Publié le par Stéphane Jeanneteau

Au XXIe siècle, l'économie de pays comme la France sera de services à très forte valeur ajoutée, ou elle ne sera pas. Tenu par des économistes ou des politiques, ce genre de propos sonne juste, mais creux, tant qu'il n'est pas validé par des cas concrets. Quand il est au coeur des choix d'une entreprise comme Darty, qui fait à ce point partie du paysage, il mérite davantage l'attention. Jean-Noël Labroue, le directeur général de Kesa Electricals, la maison mère britannique de Darty et de But en France, de Comet outre-Manche, n'est pourtant pas du genre à se payer de mots. De son propre aveu, il appartient à cette catégorie de dirigeants pour qui la « stratégie » est l'affaire d'une réunion par an, le 2 janvier, qui dure le temps de se dire : « On continue comme avant. » S'il faut en changer au gré des circonstances ou des hommes, une stratégie ne peut être que médiocre.
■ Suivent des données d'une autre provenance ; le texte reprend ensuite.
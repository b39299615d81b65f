//! End-to-end renders over small inline topologies
//!
//! Run with logging: RUST_LOG=cartograph=debug cargo test --features tracing -- --nocapture

use cartograph::color::Color;
use cartograph::data::{ColumnType, DataRow, Dataset, Value};
use cartograph::format::{ColumnFormat, NumberFormat};
use cartograph::geo::projection::ProjectionKind;
use cartograph::render::defaults;
use cartograph::render::scene::{Def, Fill, Node, SceneChange, TextAnchor, TextNode};
use cartograph::scale::{ColorScaleConfig, ContinuousConfig};
use cartograph::settings::{
    ChoroplethSettings, ColorBinding, CustomSettings, LabelAlignment, LabelOverride, SymbolSettings,
};
use cartograph::{
    Canvas, DrawnPath, Geography, KeyCache, Layer, MapRequest, MapSettings, PathOverride, PathPoint,
    Scene, Styling, StylingEditor, Topology, render_map, render_map_with_cache, render_svg,
};
use glam::{DVec2, dvec2};

const BLUE: Color = Color::rgb(0, 0, 255);

/// California and Nevada as two rectangles sharing one border arc
const TWO_STATES: &str = r#"{
  "type": "Topology",
  "arcs": [
    [[-119, 35], [-119, 40]],
    [[-119, 40], [-124, 40], [-124, 35], [-119, 35]],
    [[-119, 35], [-114, 35], [-114, 40], [-119, 40]]
  ],
  "objects": {
    "nation": {
      "type": "GeometryCollection",
      "geometries": [{ "type": "Polygon", "arcs": [[1, 2]] }]
    },
    "states": {
      "type": "GeometryCollection",
      "geometries": [
        { "type": "Polygon", "id": "06", "properties": { "name": "California" }, "arcs": [[0, 1]] },
        { "type": "Polygon", "id": "32", "properties": { "name": "Nevada" }, "arcs": [[-1, 2]] }
      ]
    }
  }
}"#;

fn init_tracing() {
    let _ = tracing_subscriber::fmt()
        .with_env_filter(tracing_subscriber::EnvFilter::from_default_env())
        .with_test_writer()
        .try_init();
}

fn topology() -> Topology {
    Topology::from_json(TWO_STATES).unwrap()
}

fn white_to_blue(column: &str) -> ColorBinding {
    ColorBinding {
        column: column.into(),
        scale: ColorScaleConfig::Continuous(ContinuousConfig {
            min: Some(0.0),
            max: Some(100.0),
            min_color: Color::WHITE,
            max_color: BLUE,
            ..Default::default()
        }),
    }
}

fn choropleth(template: Option<&str>) -> MapSettings {
    MapSettings::Choropleth(ChoroplethSettings {
        region_column: "state".into(),
        color: Some(white_to_blue("value")),
        label_template: template.map(str::to_string),
    })
}

fn state_rows(value: f64) -> Dataset {
    Dataset::new(vec![
        DataRow::default().with("state", "California").with("value", value),
    ])
    .with_type("value", ColumnType::Number)
}

fn fill_of(scene: &Scene, id: &str) -> Option<Fill> {
    match scene.find(id)? {
        Node::Path(p) => p.paint.fill.clone(),
        Node::Group(g) => g.paint.fill.clone(),
        _ => None,
    }
}

fn text_of(node: &Node) -> Vec<String> {
    let Node::Text(TextNode { lines, .. }) = node else {
        panic!("expected a text node, got {node:?}");
    };
    lines
        .iter()
        .map(|l| l.spans.iter().map(|s| s.text.as_str()).collect())
        .collect()
}

// =============================================================================
// Choropleth
// =============================================================================

#[test]
fn california_by_name_fills_halfway_to_blue() {
    init_tracing();
    let topology = topology();
    let settings = choropleth(None);
    let styling = Styling::default();
    let data = state_rows(50.0);
    let request = MapRequest::new(Geography::UsaStates, &settings, &styling, &data).with_topology(&topology);

    let out = render_map(&request);
    assert!(out.notices.is_empty(), "{:?}", out.notices);
    assert_eq!(
        fill_of(&out.scene, "region-CA"),
        Some(Fill::Color(Color::WHITE.mix(BLUE, 0.5)))
    );
    // unmatched regions keep the default fill
    assert_eq!(
        fill_of(&out.scene, "region-NV"),
        Some(Fill::Color(styling.base.region_fill))
    );
}

#[test]
fn region_codes_in_any_form_join_the_same_region() {
    let topology = topology();
    let settings = choropleth(None);
    let styling = Styling::default();
    let mut fills = Vec::new();
    for raw in ["California", "ca", "CA", "06", "6"] {
        let data = Dataset::new(vec![DataRow::default().with("state", raw).with("value", 100.0)]);
        let request = MapRequest::new(Geography::UsaStates, &settings, &styling, &data).with_topology(&topology);
        fills.push(fill_of(&render_map(&request).scene, "region-CA"));
    }
    assert!(fills.iter().all(|f| *f == Some(Fill::Color(BLUE))), "{fills:?}");
}

#[test]
fn shared_border_is_drawn_once() {
    let topology = topology();
    let settings = choropleth(None);
    let styling = Styling::default();
    let data = state_rows(10.0);
    let request = MapRequest::new(Geography::UsaStates, &settings, &styling, &data).with_topology(&topology);
    let out = render_map(&request);
    let Some(Node::Path(borders)) = out.scene.find("borders") else {
        panic!("expected a borders path");
    };
    assert_eq!(borders.d.matches('M').count(), 1);
}

#[test]
fn choropleth_legend_sits_below_the_map() {
    let topology = topology();
    let settings = choropleth(None);
    let styling = Styling::default();
    let data = state_rows(50.0);
    let request = MapRequest::new(Geography::UsaStates, &settings, &styling, &data).with_topology(&topology);
    let out = render_map(&request);

    assert!(out.scene.find("legend-choropleth-color").is_some());
    assert!(out.scene.height > defaults::CANVAS_HEIGHT);
    assert!(
        out.scene
            .defs
            .iter()
            .any(|d| matches!(d, Def::LinearGradient { id, .. } if id == "legend-gradient-choropleth"))
    );

    let hidden = Styling {
        show_legends: false,
        ..Styling::default()
    };
    let request = MapRequest::new(Geography::UsaStates, &settings, &hidden, &data).with_topology(&topology);
    let out = render_map(&request);
    assert!(out.scene.find("legend-choropleth-color").is_none());
    assert_eq!(out.scene.height, defaults::CANVAS_HEIGHT);
}
//! Label layers for symbols and choropleth regions.
//!
//! Label ids are `symbol-<row index>` and `choropleth-<region key>`. An
//! override for an id replaces the computed style fields it sets and, with a
//! position, the computed placement.

use std::collections::HashSet;

use glam::DVec2;

use super::choropleth::{ChoroplethJoin, RegionSlot, id_safe};
use super::context::{RenderContext, region_label_margin, symbol_label_margin};
use super::scene::{Font, Group, Node, TextLine, TextNode};
use super::symbols::SymbolMark;
use super::text::{Placement, place_label};
use crate::settings::LabelStyle;
use crate::template::RichText;

pub fn symbol_label_id(row: usize) -> String {
    format!("symbol-{row}")
}

pub fn choropleth_label_id(key: &str) -> String {
    format!("choropleth-{}", id_safe(key))
}

/// One label, positioned and styled
pub fn label_node(
    ctx: &RenderContext<'_>,
    id: String,
    text: &RichText,
    at: DVec2,
    margin: f64,
) -> Node {
    let (style, label_override) = ctx.label_style(&id);
    let metrics = ctx.metrics();
    let size = metrics.block_size(text, style.font_size);
    let computed = place_label(
        style.alignment,
        at,
        margin,
        size,
        ctx.map_bounds(),
        metrics.edge_margin,
    );
    let placement = match label_override.and_then(|o| o.position) {
        Some(position) => Placement {
            position,
            anchor: computed.anchor,
        },
        None => computed,
    };
    text_node(ctx, id, text, &style, placement)
}

pub fn text_node(
    ctx: &RenderContext<'_>,
    id: String,
    text: &RichText,
    style: &LabelStyle,
    placement: Placement,
) -> Node {
    let advance = ctx.metrics().line_advance(style.font_size);
    let positions = placement.line_positions(text.lines.len(), advance);
    let selected = ctx.selected_label == Some(id.as_str());
    Node::Text(TextNode {
        class: Some(if selected { "label selected" } else { "label" }.into()),
        id: Some(id),
        anchor: placement.anchor,
        font: Font {
            family: style.font_family.clone(),
            size: style.font_size,
            weight: style.font_weight,
            style: style.font_style,
            decoration: style.decoration,
        },
        fill: style.color,
        lines: text
            .lines
            .iter()
            .zip(positions)
            .map(|(spans, position)| TextLine {
                position,
                spans: spans.clone(),
            })
            .collect(),
    })
}

pub fn render_symbol_labels(ctx: &RenderContext<'_>, marks: &[SymbolMark]) -> Node {
    let mut group = Group::new("symbol-labels");
    for mark in marks {
        let Some(row) = ctx.dataset.rows.get(mark.row) else {
            continue;
        };
        let Some(text) = ctx.label_text(row) else {
            continue;
        };
        group.children.push(label_node(
            ctx,
            symbol_label_id(mark.row),
            &text,
            mark.center,
            symbol_label_margin(mark.size),
        ));
    }
    Node::Group(group)
}

/// Labels for matched regions, one per key
pub fn render_choropleth_labels(ctx: &RenderContext<'_>, slots: &[RegionSlot], join: &ChoroplethJoin) -> Node {
    let mut group = Group::new("choropleth-labels");
    let mut seen = HashSet::new();
    for (slot, row) in slots.iter().zip(&join.rows) {
        let (Some(row), Some(at), Some(key)) = (*row, slot.anchor, slot.keys.first()) else {
            continue;
        };
        if !seen.insert(key.clone()) {
            continue;
        }
        let Some(text) = ctx.dataset.rows.get(row).and_then(|r| ctx.label_text(r)) else {
            continue;
        };
        group.children.push(label_node(
            ctx,
            choropleth_label_id(key),
            &text,
            at,
            region_label_margin(),
        ));
    }
    Node::Group(group)
}
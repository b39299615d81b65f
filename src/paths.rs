//! Freehand annotation paths: the point/curve model and its edit operations.
//!
//! Control points are stored in absolute canvas coordinates. Moving a
//! vertex carries its own control points along; moving a path translates
//! everything.

use std::collections::BTreeMap;

use glam::DVec2;
use serde::{Deserialize, Serialize};

use crate::color::Color;
use crate::render::defaults;

/// A path vertex. With no control points the segment arriving here is a
/// straight line, with one a quadratic curve, with two a cubic.
#[derive(Debug, Clone, Copy, PartialEq, Serialize, Deserialize)]
#[serde(rename_all = "camelCase")]
pub struct PathPoint {
    pub at: DVec2,
    #[serde(default, skip_serializing_if = "Option::is_none")]
    pub c1: Option<DVec2>,
    #[serde(default, skip_serializing_if = "Option::is_none")]
    pub c2: Option<DVec2>,
}

impl PathPoint {
    pub fn line(at: DVec2) -> Self {
        Self { at, c1: None, c2: None }
    }

    pub fn quad(control: DVec2, at: DVec2) -> Self {
        Self {
            at,
            c1: Some(control),
            c2: None,
        }
    }

    pub fn cubic(c1: DVec2, c2: DVec2, at: DVec2) -> Self {
        Self {
            at,
            c1: Some(c1),
            c2: Some(c2),
        }
    }

    pub fn controls(&self) -> impl Iterator<Item = DVec2> + '_ {
        self.c1.iter().chain(self.c2.iter()).copied()
    }

    /// Move the vertex and its own control points together
    pub fn translate(&mut self, delta: DVec2) {
        self.at += delta;
        if let Some(c) = &mut self.c1 {
            *c += delta;
        }
        if let Some(c) = &mut self.c2 {
            *c += delta;
        }
    }
}

#[derive(Debug, Clone, Copy, PartialEq, Eq, Hash, Serialize, Deserialize, Default)]
#[serde(rename_all = "kebab-case")]
pub enum MarkerKind {
    #[default]
    None,
    Arrow,
    OpenArrow,
    Circle,
    Square,
    Diamond,
    Bar,
}

#[derive(Debug, Clone, PartialEq, Serialize, Deserialize)]
#[serde(rename_all = "camelCase", default)]
pub struct PathStyle {
    pub stroke: Color,
    pub stroke_width: f64,
    pub dash: Option<String>,
    pub fill: Color,
    pub opacity: f64,
    pub closed: bool,
    pub start_marker: MarkerKind,
    pub end_marker: MarkerKind,
    /// Point the start marker along the path instead of away from it
    pub mirror_start: bool,
    /// Point the end marker back along the path
    pub mirror_end: bool,
    pub outline_color: Color,
    /// Zero disables the outline stroke
    pub outline_width: f64,
}

impl Default for PathStyle {
    fn default() -> Self {
        Self {
            stroke: defaults::PATH_STROKE,
            stroke_width: defaults::PATH_STROKE_WIDTH,
            dash: None,
            fill: Color::None,
            opacity: 1.0,
            closed: false,
            start_marker: MarkerKind::None,
            end_marker: MarkerKind::None,
            mirror_start: false,
            mirror_end: false,
            outline_color: defaults::PATH_OUTLINE,
            outline_width: 0.0,
        }
    }
}

/// A drawn annotation path
#[derive(Debug, Clone, PartialEq, Serialize, Deserialize)]
#[serde(rename_all = "camelCase")]
pub struct DrawnPath {
    pub id: String,
    pub points: Vec<PathPoint>,
    #[serde(default)]
    pub style: PathStyle,
}

impl DrawnPath {
    pub fn new(id: impl Into<String>, points: Vec<PathPoint>) -> Self {
        Self {
            id: id.into(),
            points,
            style: PathStyle::default(),
        }
    }

    /// Translate every vertex and control point by the same delta
    pub fn translate(&mut self, delta: DVec2) {
        for p in &mut self.points {
            p.translate(delta);
        }
    }

    /// Move one vertex (and its control points); others are untouched.
    /// Returns false if `index` is out of range.
    pub fn move_point(&mut self, index: usize, to: DVec2) -> bool {
        match self.points.get_mut(index) {
            Some(p) => {
                let delta = to - p.at;
                p.translate(delta);
                true
            }
            None => false,
        }
    }

    /// Move a single control point (1 or 2) of a vertex
    pub fn move_control(&mut self, index: usize, which: u8, to: DVec2) -> bool {
        let Some(p) = self.points.get_mut(index) else {
            return false;
        };
        let slot = match which {
            1 => &mut p.c1,
            2 => &mut p.c2,
            _ => return false,
        };
        match slot {
            Some(c) => {
                *c = to;
                true
            }
            None => false,
        }
    }
}

/// Per-path override: a translation plus any style field
#[derive(Debug, Clone, PartialEq, Serialize, Deserialize, Default)]
#[serde(rename_all = "camelCase", default)]
pub struct PathOverride {
    pub offset: Option<DVec2>,
    pub stroke: Option<Color>,
    pub stroke_width: Option<f64>,
    pub dash: Option<String>,
    pub fill: Option<Color>,
    pub opacity: Option<f64>,
    pub closed: Option<bool>,
    pub start_marker: Option<MarkerKind>,
    pub end_marker: Option<MarkerKind>,
    pub mirror_start: Option<bool>,
    pub mirror_end: Option<bool>,
    pub outline_color: Option<Color>,
    pub outline_width: Option<f64>,
}

impl PathOverride {
    pub fn apply(&self, base: &PathStyle) -> PathStyle {
        PathStyle {
            stroke: self.stroke.unwrap_or(base.stroke),
            stroke_width: self.stroke_width.unwrap_or(base.stroke_width),
            dash: self.dash.clone().or_else(|| base.dash.clone()),
            fill: self.fill.unwrap_or(base.fill),
            opacity: self.opacity.unwrap_or(base.opacity),
            closed: self.closed.unwrap_or(base.closed),
            start_marker: self.start_marker.unwrap_or(base.start_marker),
            end_marker: self.end_marker.unwrap_or(base.end_marker),
            mirror_start: self.mirror_start.unwrap_or(base.mirror_start),
            mirror_end: self.mirror_end.unwrap_or(base.mirror_end),
            outline_color: self.outline_color.unwrap_or(base.outline_color),
            outline_width: self.outline_width.unwrap_or(base.outline_width),
        }
    }

    /// The same override with every style field cleared; only the offset stays
    pub fn geometry_only(&self) -> PathOverride {
        PathOverride {
            offset: self.offset,
            ..Default::default()
        }
    }
}

/// Copy the rendered style of `source_id` (its base style with its override
/// applied) onto every other path. Style fields in the other paths'
/// overrides are cleared so the copied style shows; their offsets and points
/// are kept. Returns false when no path has that id.
pub fn apply_style_to_all(
    source_id: &str,
    paths: &mut [DrawnPath],
    overrides: &mut BTreeMap<String, PathOverride>,
) -> bool {
    let Some(source) = paths.iter().find(|p| p.id == source_id) else {
        return false;
    };
    let style = match overrides.get(source_id) {
        Some(o) => o.apply(&source.style),
        None => source.style.clone(),
    };
    for path in paths.iter_mut().filter(|p| p.id != source_id) {
        path.style = style.clone();
        if let Some(o) = overrides.get_mut(&path.id) {
            *o = o.geometry_only();
            if o.offset.is_none() {
                overrides.remove(&path.id);
            }
        }
    }
    true
}
//! Feature resolution: which boundary features a geography draws, and the
//! keys each one can be matched by.

use super::normalize::{full_name, normalize_identifier};
use super::topology::{MeshFilter, Topology};
use super::{Feature, Geography, Geometry};
use crate::errors::{Layer, Notice, TopologyError};

const NATION_OBJECTS: &[&str] = &["nation", "country"];
const US_STATE_OBJECTS: &[&str] = &["states"];
const CA_PROVINCE_OBJECTS: &[&str] = &[
    "provinces",
    "canada_provinces",
    "canadaProvinces",
    "province",
];
const ADMIN1_OBJECTS: &[&str] = &[
    "admin1",
    "states_provinces",
    "ne_10m_admin_1_states_provinces",
    "ne_50m_admin_1_states_provinces",
];
const COUNTRY_OBJECTS: &[&str] = &[
    "countries",
    "ne_110m_admin_0_countries",
    "ne_50m_admin_0_countries",
    "ne_10m_admin_0_countries",
];

/// A drawable region and the keys data rows can match it by, most specific first
#[derive(Debug, Clone, PartialEq)]
pub struct RegionFeature {
    pub keys: Vec<String>,
    pub feature: Feature,
}

impl RegionFeature {
    /// The key used for element and label ids
    pub fn key(&self) -> &str {
        self.keys.first().map(String::as_str).unwrap_or_default()
    }
}

/// Everything the base map needs for one geography
#[derive(Debug, Clone, Default)]
pub struct ResolvedGeography {
    pub regions: Vec<RegionFeature>,
    /// National outline drawn beneath the regions
    pub nation: Option<Feature>,
    /// Shared borders between regions, each drawn once
    pub borders: Option<Geometry>,
    /// Feature the projection can be clipped to
    pub clip: Option<Feature>,
    /// Fallbacks taken while resolving
    pub notices: Vec<Notice>,
}

/// Resolve the features for `geography` from a topology.
///
/// Missing required objects are errors; the caller reports them and draws
/// nothing for the boundary layer. Softer problems are returned as notices.
pub fn resolve(geography: Geography, topology: &Topology) -> Result<ResolvedGeography, TopologyError> {
    let resolved = match geography {
        Geography::UsaStates => resolve_us_states(topology)?,
        Geography::CanadaProvinces => resolve_canada_provinces(topology)?,
        Geography::UsaNation | Geography::CanadaNation => resolve_nation(geography, topology)?,
        Geography::World => resolve_world(topology)?,
    };
    crate::log::debug!(
        geography = %geography,
        regions = resolved.regions.len(),
        notices = resolved.notices.len(),
        "resolved geography"
    );
    Ok(resolved)
}

fn missing(object: &[&str], geography: Geography) -> TopologyError {
    TopologyError::MissingObject {
        object: object.first().copied().unwrap_or_default().to_string(),
        geography,
        expected: Some(format!("accepted object names: {}", object.join(", "))),
    }
}

fn resolve_us_states(topology: &Topology) -> Result<ResolvedGeography, TopologyError> {
    let geography = Geography::UsaStates;
    let (_, nation_obj) = topology
        .first_object(NATION_OBJECTS)
        .ok_or_else(|| missing(NATION_OBJECTS, geography))?;
    let (_, states_obj) = topology
        .first_object(US_STATE_OBJECTS)
        .ok_or_else(|| missing(US_STATE_OBJECTS, geography))?;

    let nation = topology.merged_feature(nation_obj)?;
    let regions = topology
        .features(states_obj)?
        .into_iter()
        .map(|feature| RegionFeature {
            keys: subdivision_keys(&feature, geography, &[]),
            feature,
        })
        .collect();

    Ok(ResolvedGeography {
        regions,
        clip: Some(nation.clone()),
        nation: Some(nation),
        borders: Some(topology.mesh(states_obj, MeshFilter::Interior)?),
        notices: Vec::new(),
    })
}
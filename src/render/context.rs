//! Render context: everything a layer reads, assembled once per scene

use glam::DVec2;

use super::text::LabelMetrics;
use super::{MapRequest, defaults};
use crate::data::{DataRow, Dataset};
use crate::errors::{Layer, LayerError, Notice, Severity, TopologyError};
use crate::format::format_value;
use crate::geo::custom::{CustomMap, parse_custom_map};
use crate::geo::path::GeoPath;
use crate::geo::projection::{Projection, ProjectionKind};
use crate::geo::resolve::{RegionFeature, ResolvedGeography, resolve};
use crate::geo::{Feature, Geography};
use crate::settings::{Canvas, LabelOverride, LabelStyle, MapSettings, Styling};
use crate::template::{RichText, Template};
use crate::types::BBox;

/// Id of the clip path installed when clipping to a country
pub const CLIP_ID: &str = "country-clip";

/// The boundary layer's source geometry
#[derive(Debug, Clone)]
pub enum BaseMap {
    /// Nothing to draw (missing or broken boundary data)
    Empty,
    Topology(ResolvedGeography),
    /// A custom map placed on the canvas with `scale` then `offset`
    Custom {
        map: CustomMap,
        scale: f64,
        offset: DVec2,
    },
}

/// Read-only state shared by every layer of one render
pub struct RenderContext<'a> {
    pub geography: Geography,
    pub settings: &'a MapSettings,
    pub styling: &'a Styling,
    pub dataset: &'a Dataset,
    pub canvas: Canvas,
    pub projection: Projection,
    pub base: BaseMap,
    /// Clip path installed on the boundary layer, with its path data
    pub clip: Option<(String, String)>,
    /// Label template, parsed once
    pub template: Option<Template>,
    pub selected_path: Option<&'a str>,
    pub selected_label: Option<&'a str>,
}

impl<'a> RenderContext<'a> {
    /// Resolve boundaries and fit the projection. Boundary failures become
    /// notices and leave an empty base map.
    pub fn build(request: &MapRequest<'a>, notices: &mut Vec<Notice>) -> Self {
        let geography = request.geography;
        let styling = request.styling;
        let canvas = request.canvas;
        let kind = styling
            .projection
            .unwrap_or_else(|| ProjectionKind::default_for(geography));
        let mut projection = Projection::new(kind, geography, canvas.size());

        let base = match load_base(request) {
            Ok(base) => base,
            Err(err) => {
                crate::log::warn!(error = %err, "boundary layer unavailable");
                notices.push(Notice::from_diagnostic(err.layer(), Severity::Error, &err));
                BaseMap::Empty
            }
        };

        let extent = BBox::from_origin_size(DVec2::ZERO, canvas.size()).inset(defaults::FIT_PADDING);
        let mut clip = None;
        match &base {
            BaseMap::Topology(resolved) => {
                notices.extend(resolved.notices.iter().cloned());
                let clip_feature = resolved
                    .clip
                    .as_ref()
                    .filter(|_| styling.clip_to_country && kind.is_clippable());
                if let Some(feature) = clip_feature {
                    if projection.fit_extent(extent, [feature]) {
                        clip = clip_data(&projection, feature).map(|d| (CLIP_ID.to_string(), d));
                    }
                } else {
                    let features: Vec<&Feature> = resolved
                        .regions
                        .iter()
                        .map(|r| &r.feature)
                        .chain(resolved.nation.as_ref())
                        .collect();
                    projection.fit_extent(extent, features);
                }
                let hidden = unprojectable_regions(&projection, &resolved.regions);
                if !hidden.is_empty() {
                    crate::log::warn!(regions = ?hidden, projection = ?kind, "regions outside the projection");
                    notices.push(Notice::warning(
                        Layer::Boundaries,
                        format!("not shown by this projection: {}", hidden.join(", ")),
                    ));
                }
            }
            BaseMap::Custom { .. } | BaseMap::Empty => {}
        }

        crate::log::debug!(
            geography = %geography,
            projection = ?kind,
            scale = projection.scale,
            clipped = clip.is_some(),
            "render context ready"
        );

        Self {
            geography,
            settings: request.settings,
            styling,
            dataset: request.dataset,
            canvas,
            projection,
            base,
            clip,
            template: request
                .settings
                .label_template()
                .filter(|t| !t.trim().is_empty())
                .map(Template::parse),
            selected_path: request.selected_path,
            selected_label: request.selected_label,
        }
    }

    pub fn metrics(&self) -> &LabelMetrics {
        &self.styling.metrics
    }

    /// The map area (legends extend below it)
    pub fn map_bounds(&self) -> BBox {
        BBox::from_origin_size(DVec2::ZERO, self.canvas.size())
    }

    /// Display text for a cell, formatted per its column type and format
    pub fn format_cell(&self, row: &DataRow, column: &str) -> Option<String> {
        let value = row.get(column)?;
        Some(format_value(
            value,
            self.dataset.column_type(column),
            self.dataset.column_format(column),
            self.geography,
        ))
    }

    /// Expand the label template against a row; `None` when there is no
    /// template or the result is blank
    pub fn label_text(&self, row: &DataRow) -> Option<RichText> {
        let text = self
            .template
            .as_ref()?
            .expand(|column| self.format_cell(row, column));
        (!text.is_empty()).then_some(text)
    }

    /// Effective label style and the override that produced it
    pub fn label_style(&self, id: &str) -> (LabelStyle, Option<&'a LabelOverride>) {
        let styling: &'a Styling = self.styling;
        match styling.label_overrides.get(id) {
            Some(o) => (o.apply(&styling.label), Some(o)),
            None => (styling.label.clone(), None),
        }
    }

    /// Map a custom-map coordinate onto the canvas
    pub fn custom_to_canvas(&self, p: DVec2) -> DVec2 {
        match &self.base {
            BaseMap::Custom { scale, offset, .. } => *offset + p * *scale,
            _ => p,
        }
    }
}

fn load_base(request: &MapRequest<'_>) -> Result<BaseMap, LayerError> {
    if let MapSettings::Custom(custom) = request.settings {
        let map = parse_custom_map(&custom.markup, request.geography)?;
        let (scale, offset) = map.fit(request.canvas.size());
        return Ok(BaseMap::Custom { map, scale, offset });
    }
    match request.topology {
        Some(topology) => Ok(BaseMap::Topology(resolve(request.geography, topology)?)),
        // Symbol maps can be drawn on a bare projection
        None if matches!(request.settings, MapSettings::Symbol(_)) => Ok(BaseMap::Empty),
        None => Err(TopologyError::Missing {
            geography: request.geography,
        }
        .into()),
    }
}

/// Keys of regions that have vertices but none the projection can place
fn unprojectable_regions(projection: &Projection, regions: &[RegionFeature]) -> Vec<String> {
    regions
        .iter()
        .filter(|region| {
            let Some(geometry) = &region.feature.geometry else {
                return false;
            };
            let (mut seen, mut placed) = (false, false);
            geometry.for_each_point(&mut |p| {
                seen = true;
                placed |= projection.project(p).is_some();
            });
            seen && !placed
        })
        .map(|region| region.key().to_string())
        .collect()
}

fn clip_data(projection: &Projection, feature: &Feature) -> Option<String> {
    let d = GeoPath::new(projection).data(feature.geometry.as_ref()?);
    (!d.is_empty()).then_some(d)
}

/// Offset used when a label has no symbol to clear
pub fn region_label_margin() -> f64 {
    defaults::LABEL_GAP
}

/// Offset between a symbol's center and its label
pub fn symbol_label_margin(size: f64) -> f64 {
    size / 2.0 + defaults::LABEL_GAP
}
A l'inverse, cet ingénieur docteur en physique, arrivé au sommet d'une entreprise de commerce par l'informatique et la logistique, a une certitude : le cap fixé à l'origine par les frères Darty et maintenu dans les multiples avatars de son histoire capitaliste - start-up, introduction en Bourse, rachat par ses salariés, passage sous contrôle britannique en compagnie de Castorama, et enfin scission sous pression de la City - tient toujours la route.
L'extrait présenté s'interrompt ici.